25 September, 2015 - 15:03

In the eleventh place, it will be demanded to what purpose serves that curious organization of plants, and the animal mechanism in the parts of animals; might not vegetables grow, and shoot forth leaves of blossoms, and animals perform all their motions as well without as with all that variety of internal parts so elegantly contrived and put together; which, being ideas, have nothing powerful or operative in them, nor have any necessary connexion with the effects ascribed to them? If it be a Spirit that immediately produces every effect by a fiat or act of his will, we must think all that is fine and artificial in the works, whether of man or nature, to be made in vain.

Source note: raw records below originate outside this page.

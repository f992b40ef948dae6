use enum_map::EnumMap;

use crate::itemize::{ChangeEntry, EntryKind};

pub type KindCounts = EnumMap<EntryKind, u64>;

/// Unit of work for the transfer workers: one regular file to sync on its own
#[derive(Clone, Debug, PartialEq, Eq)]
pub struct TransferTask {
    pub path: String,
}

/// Changes found by one discovery pass, split by how they are transferred
///
/// Regular files are `parallelizable`; directories, symlinks, devices, deletions and anything
/// else are `deferred` to the consolidation pass. Every entry lands in exactly one of the two,
/// in its original relative order.
#[derive(Clone, Debug, Default, PartialEq, Eq)]
pub struct SyncPlan {
    parallelizable: Vec<ChangeEntry>,
    deferred: Vec<ChangeEntry>,
}

impl SyncPlan {
    pub fn classify(entries: impl IntoIterator<Item = ChangeEntry>) -> Self {
        let (parallelizable, deferred): (Vec<_>, Vec<_>) = entries
            .into_iter()
            .partition(|entry| entry.kind() == EntryKind::File);
        Self {
            parallelizable,
            deferred,
        }
    }

    pub fn parallelizable(&self) -> &[ChangeEntry] {
        &self.parallelizable
    }

    pub fn deferred(&self) -> &[ChangeEntry] {
        &self.deferred
    }

    pub fn tasks(&self) -> impl Iterator<Item = TransferTask> + '_ {
        self.parallelizable.iter().map(|entry| TransferTask {
            path: entry.path().to_string(),
        })
    }

    pub fn kind_counts(&self) -> KindCounts {
        let mut counts = KindCounts::default();
        for entry in self.parallelizable.iter().chain(&self.deferred) {
            counts[entry.kind()] += 1;
        }
        counts
    }

    pub fn len(&self) -> usize {
        self.parallelizable.len() + self.deferred.len()
    }

    pub fn is_empty(&self) -> bool {
        self.len() == 0
    }
}
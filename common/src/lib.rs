//! Common library for the parsync parallel rsync driver
//!
//! A single rsync command is slow when it has to move many large files one after another. This
//! crate splits such a command into three phases:
//!
//! 1. **Discovery** - the command is run with `--dry-run --itemize-changes` and its output is
//!    parsed ([`itemize`]) into a [`plan::SyncPlan`] of regular files and everything else.
//! 2. **Dispatch** - every regular file is queued for a fixed pool of worker threads
//!    ([`pool`]), each running the command restricted to that one file with `--files-from`.
//! 3. **Consolidation** - once all files are done, the command runs one last time with every
//!    dispatched file in `--exclude-from`, taking care of directories, symlinks, deletions and
//!    attribute changes.
//!
//! The [`orchestrate::Orchestrator`] drives these phases. A file that fails to transfer in
//! phase 2 is reported but not retried; the exit code of the run is the exit code of the
//! consolidation pass.
//!
//! # Example
//!
//! ```rust,no_run
//! use common::{orchestrate::Orchestrator, RunConfig};
//!
//! let config = RunConfig {
//!     worker_count: 4,
//!     ..RunConfig::new("rsync -a --delete /data/src/ backup:/data/dst")
//! };
//! let report = Orchestrator::new(config)?.run()?;
//! for failed in report.failed() {
//!     eprintln!("{} failed with exit code {}", failed.path, failed.exit_code);
//! }
//! std::process::exit(report.exit_code);
//! # Ok::<(), anyhow::Error>(())
//! ```

pub mod command;
pub mod config;
pub mod itemize;
pub mod orchestrate;
pub mod plan;
pub mod pool;

#[cfg(test)]
mod testutils;

pub use config::{OutputConfig, RunConfig};

fn init_tracing(output: &OutputConfig) {
    let filter = tracing_subscriber::EnvFilter::builder()
        .with_default_directive(output.log_level().into())
        .from_env_lossy();
    if let Err(error) = tracing_subscriber::fmt()
        .with_env_filter(filter)
        .with_writer(std::io::stderr)
        .with_target(false)
        .try_init()
    {
        eprintln!("failed to initialize logging: {error}");
    }
}

/// Set up logging, run `func` and report its outcome
///
/// Returns `None` if `func` failed; the error chain has been printed unless `quiet` is set.
pub fn run<Summary, Func>(output: OutputConfig, func: Func) -> Option<Summary>
where
    Summary: std::fmt::Display,
    Func: FnOnce() -> anyhow::Result<Summary>,
{
    init_tracing(&output);
    match func() {
        Ok(summary) => {
            if output.print_summary || output.verbose > 0 {
                println!("{summary}");
            }
            Some(summary)
        }
        Err(error) => {
            if !output.quiet {
                tracing::error!("{:#}", &error);
            }
            None
        }
    }
}
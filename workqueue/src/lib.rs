//! Blocking work queue with a completion barrier
//!
//! This crate provides the queue shared between the parsync orchestrator thread and its pool of
//! transfer workers. It is a FIFO with task accounting: every item that is enqueued must later
//! be marked done, and [`WorkQueue::join`] blocks until that has happened for all of them.
//!
//! # Overview
//!
//! The queue supports four core operations:
//!
//! 1. **enqueue** - append an item, blocking while a bounded queue is full
//! 2. **dequeue** - remove the oldest item, blocking while the queue is empty
//! 3. **mark done** - record that a previously dequeued item has been processed
//! 4. **join** - block until every enqueued item has been marked done
//!
//! Every item is delivered to exactly one consumer. Delivery is not completion: a consumer may
//! fail to process an item, but it must still mark it done or `join` never returns.
//!
//! # Usage Patterns
//!
//! ## Claiming items
//!
//! [`WorkQueue::claim`] wraps a dequeued item in a [`Claim`] guard that marks the item done when
//! dropped, so the accounting stays correct on every exit path of the consumer:
//!
//! ```rust
//! use std::sync::Arc;
//! use workqueue::WorkQueue;
//!
//! let queue = Arc::new(WorkQueue::<String>::new(0));
//! let worker = {
//!     let queue = Arc::clone(&queue);
//!     std::thread::spawn(move || {
//!         let mut seen = Vec::new();
//!         while let Some(claim) = queue.claim() {
//!             seen.push(claim.item().clone());
//!             // the item is marked done here, when `claim` goes out of scope
//!         }
//!         seen
//!     })
//! };
//! for path in ["/a", "/b", "/c"] {
//!     queue.enqueue(path.to_string()).unwrap();
//! }
//! queue.join();
//! queue.close();
//! assert_eq!(worker.join().unwrap(), vec!["/a", "/b", "/c"]);
//! ```
//!
//! ## Explicit accounting
//!
//! Consumers that do not want a guard call [`WorkQueue::dequeue`] and [`WorkQueue::mark_done`]
//! themselves:
//!
//! ```rust
//! use workqueue::WorkQueue;
//!
//! let queue = WorkQueue::new(0);
//! queue.enqueue(1).unwrap();
//! assert_eq!(queue.dequeue(), Some(1));
//! queue.mark_done().unwrap();
//! queue.join();
//! // marking more items done than were enqueued is an error
//! assert!(queue.mark_done().is_err());
//! ```
//!
//! # Shutdown
//!
//! Consumers block on `dequeue` when the queue is empty; they are not released just because the
//! queue drained. [`WorkQueue::close`] ends the queue's lifetime: pending and future `dequeue`
//! calls return `None` once the remaining items are gone, and `enqueue` fails.
//!
//! # Thread Safety
//!
//! All state lives behind one mutex with three condition variables (not empty, not full, all
//! done). The queue is `Sync` for any `Send` item type and is meant to be shared via `Arc`.

mod queue;

pub use queue::{Claim, QueueError, QueueStats, WorkQueue};
use super::Pdr;
use crate::{config::InvariantStrengthening, error::Result};
use log::debug;
use std::time::Instant;

impl Pdr {
    /// Moves every clause that is inductive relative to its frame one frame
    /// up. Stops at the first frame that empties.
    pub(super) fn propagate(&mut self) -> Result<()> {
        let start = Instant::now();
        let frontier = self.round.frames.frontier();
        for frame_idx in 1..frontier {
            let mut clauses = self.round.frames.frame_clauses(frame_idx);
            clauses.retain(|c| !self.round.frames.is_root(c));
            for clause in clauses {
                self.check_limits()?;
                let res = self.induction(frame_idx, &clause, InvariantStrengthening::None)?;
                self.statistic.propagation.statistic(res.is_success());
                if res.is_success() {
                    self.round.frames.push_frame_clause(frame_idx, &clause)?;
                }
            }
            if self
                .round
                .frames
                .frame(frame_idx)
                .is_some_and(|f| f.is_empty())
            {
                debug!("F{frame_idx} is empty after propagation");
                break;
            }
        }
        self.statistic.overall_propagate_time += start.elapsed();
        Ok(())
    }
}
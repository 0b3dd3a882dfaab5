use giputils::statistic::{Average, CountedDuration, RunningTime, SuccessRate};
use std::time::Duration;

#[derive(Debug, Default)]
pub struct Block {
    pub overall_time: Duration,
    pub num_obligations: usize,
    pub num_laf: usize,
    pub num_caf: usize,
    pub avg_cti_cube_len: Average,
    pub avg_lifted_cube_len: Average,
}

#[allow(unused)]
#[derive(Debug, Default)]
pub struct Statistic {
    pub time: RunningTime,

    pub num_rounds: usize,
    pub induction: SuccessRate,
    pub strengthening: SuccessRate,

    pub block: Block,

    pub propagation: SuccessRate,
    pub overall_propagate_time: Duration,

    pub num_refine: usize,
    pub num_exact_restart: usize,
    pub num_spurious_bmc: usize,
    pub bmc_time: CountedDuration,

    pub num_confirmed: usize,
    pub num_refuted: usize,
    pub num_restart: usize,
}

By this doctrine, though an artist hath made the spring and wheels, and every movement of a watch, and adjusted them in such a manner as he knew would produce the motions he designed, yet he must think all this done to no purpose, and that it is an Intelligence which directs the index, and points to the hour of the day. If so, why may not the Intelligence do it, without his being at the pains of making the movements and putting them together? Why does not an empty case serve as well as another? And how comes it to pass that whenever there is any fault in the going of a watch, there is some corresponding disorder to be found in the movements, which being mended by a skilful hand all is right again? The like may be said of all the clockwork of nature, great part whereof is so wonderfully fine and subtle as scarce to be discerned by the best microscope. In short, it will be asked, how, upon our principles, any tolerable account can be given, or any final cause assigned of an innu- merable multitude of bodies and machines, framed with the most exquisite art, which in the common philosophy have very apposite uses assigned them, and serve to explain abundance of phenomena?